(Stored items)
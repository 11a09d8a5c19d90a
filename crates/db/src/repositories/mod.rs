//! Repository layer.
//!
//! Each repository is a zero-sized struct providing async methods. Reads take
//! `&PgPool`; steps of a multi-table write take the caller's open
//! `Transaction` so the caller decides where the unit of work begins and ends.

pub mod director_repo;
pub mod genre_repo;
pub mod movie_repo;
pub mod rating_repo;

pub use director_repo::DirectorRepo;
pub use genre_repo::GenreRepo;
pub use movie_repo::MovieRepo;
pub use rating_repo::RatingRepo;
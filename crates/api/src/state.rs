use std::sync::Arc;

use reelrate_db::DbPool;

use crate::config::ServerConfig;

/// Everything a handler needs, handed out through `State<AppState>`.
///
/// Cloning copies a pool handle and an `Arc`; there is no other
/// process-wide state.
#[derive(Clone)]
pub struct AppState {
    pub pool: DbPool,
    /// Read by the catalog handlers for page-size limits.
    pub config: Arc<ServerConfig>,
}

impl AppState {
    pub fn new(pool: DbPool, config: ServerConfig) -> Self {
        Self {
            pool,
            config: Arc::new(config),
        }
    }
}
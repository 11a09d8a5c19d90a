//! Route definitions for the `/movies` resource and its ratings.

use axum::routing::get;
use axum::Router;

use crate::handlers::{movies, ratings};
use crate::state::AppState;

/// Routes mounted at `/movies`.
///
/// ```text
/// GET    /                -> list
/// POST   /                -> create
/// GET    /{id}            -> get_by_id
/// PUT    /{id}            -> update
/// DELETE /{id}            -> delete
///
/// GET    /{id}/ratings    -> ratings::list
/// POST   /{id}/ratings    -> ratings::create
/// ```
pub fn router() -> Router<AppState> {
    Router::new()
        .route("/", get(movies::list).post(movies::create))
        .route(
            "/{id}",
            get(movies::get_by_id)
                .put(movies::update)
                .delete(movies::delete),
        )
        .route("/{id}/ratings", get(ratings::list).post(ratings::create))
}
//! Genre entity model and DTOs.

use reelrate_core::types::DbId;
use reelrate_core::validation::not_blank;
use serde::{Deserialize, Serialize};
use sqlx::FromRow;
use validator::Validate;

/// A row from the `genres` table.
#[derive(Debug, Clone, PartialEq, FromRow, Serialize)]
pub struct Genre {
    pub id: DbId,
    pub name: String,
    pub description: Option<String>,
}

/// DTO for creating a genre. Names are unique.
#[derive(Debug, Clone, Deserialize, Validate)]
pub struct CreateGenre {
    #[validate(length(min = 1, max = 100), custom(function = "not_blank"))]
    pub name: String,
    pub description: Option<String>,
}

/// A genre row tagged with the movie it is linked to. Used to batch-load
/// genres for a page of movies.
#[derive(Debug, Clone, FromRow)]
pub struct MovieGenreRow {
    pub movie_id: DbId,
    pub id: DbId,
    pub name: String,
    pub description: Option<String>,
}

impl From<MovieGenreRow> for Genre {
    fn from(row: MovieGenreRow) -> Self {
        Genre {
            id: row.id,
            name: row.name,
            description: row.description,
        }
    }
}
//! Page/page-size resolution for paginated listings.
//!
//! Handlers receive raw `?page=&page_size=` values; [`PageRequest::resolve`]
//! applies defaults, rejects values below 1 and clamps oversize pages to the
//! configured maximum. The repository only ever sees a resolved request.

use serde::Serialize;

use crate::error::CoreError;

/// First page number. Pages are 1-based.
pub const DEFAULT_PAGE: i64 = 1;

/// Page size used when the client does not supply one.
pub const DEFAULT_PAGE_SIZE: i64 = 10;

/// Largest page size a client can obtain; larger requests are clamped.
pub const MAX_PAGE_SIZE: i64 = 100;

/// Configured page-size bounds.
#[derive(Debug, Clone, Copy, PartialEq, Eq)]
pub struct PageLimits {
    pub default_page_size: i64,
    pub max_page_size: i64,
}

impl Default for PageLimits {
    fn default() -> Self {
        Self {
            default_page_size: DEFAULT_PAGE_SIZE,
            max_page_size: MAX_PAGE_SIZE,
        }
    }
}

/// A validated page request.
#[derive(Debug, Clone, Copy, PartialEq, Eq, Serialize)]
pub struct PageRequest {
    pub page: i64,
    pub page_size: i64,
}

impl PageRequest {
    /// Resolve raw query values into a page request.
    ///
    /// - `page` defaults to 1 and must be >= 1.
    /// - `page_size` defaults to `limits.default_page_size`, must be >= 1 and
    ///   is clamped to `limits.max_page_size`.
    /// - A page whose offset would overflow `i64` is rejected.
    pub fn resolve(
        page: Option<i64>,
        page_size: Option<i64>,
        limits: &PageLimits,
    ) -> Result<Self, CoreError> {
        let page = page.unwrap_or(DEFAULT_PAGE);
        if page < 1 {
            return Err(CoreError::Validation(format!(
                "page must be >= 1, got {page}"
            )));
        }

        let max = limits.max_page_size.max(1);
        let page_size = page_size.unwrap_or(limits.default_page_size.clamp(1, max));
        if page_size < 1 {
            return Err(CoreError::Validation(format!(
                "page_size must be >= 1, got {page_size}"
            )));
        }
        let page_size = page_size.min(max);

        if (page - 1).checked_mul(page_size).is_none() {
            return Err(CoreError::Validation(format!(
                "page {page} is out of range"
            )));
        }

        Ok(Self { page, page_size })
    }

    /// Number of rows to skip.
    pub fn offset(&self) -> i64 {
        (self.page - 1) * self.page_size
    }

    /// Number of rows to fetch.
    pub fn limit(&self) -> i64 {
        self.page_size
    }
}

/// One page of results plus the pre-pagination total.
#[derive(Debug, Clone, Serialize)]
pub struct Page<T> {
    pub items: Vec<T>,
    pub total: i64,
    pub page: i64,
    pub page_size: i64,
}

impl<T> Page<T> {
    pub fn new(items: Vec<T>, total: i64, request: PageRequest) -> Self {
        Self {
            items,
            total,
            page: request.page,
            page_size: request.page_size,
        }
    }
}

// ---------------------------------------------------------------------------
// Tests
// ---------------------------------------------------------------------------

- [THE TASK]: Search the records for the word "Router", then list every line that has it.

- [THE COMPLETED TASK]:
use axum::Router;
pub fn router() -> Router<AppState> {
    Router::new()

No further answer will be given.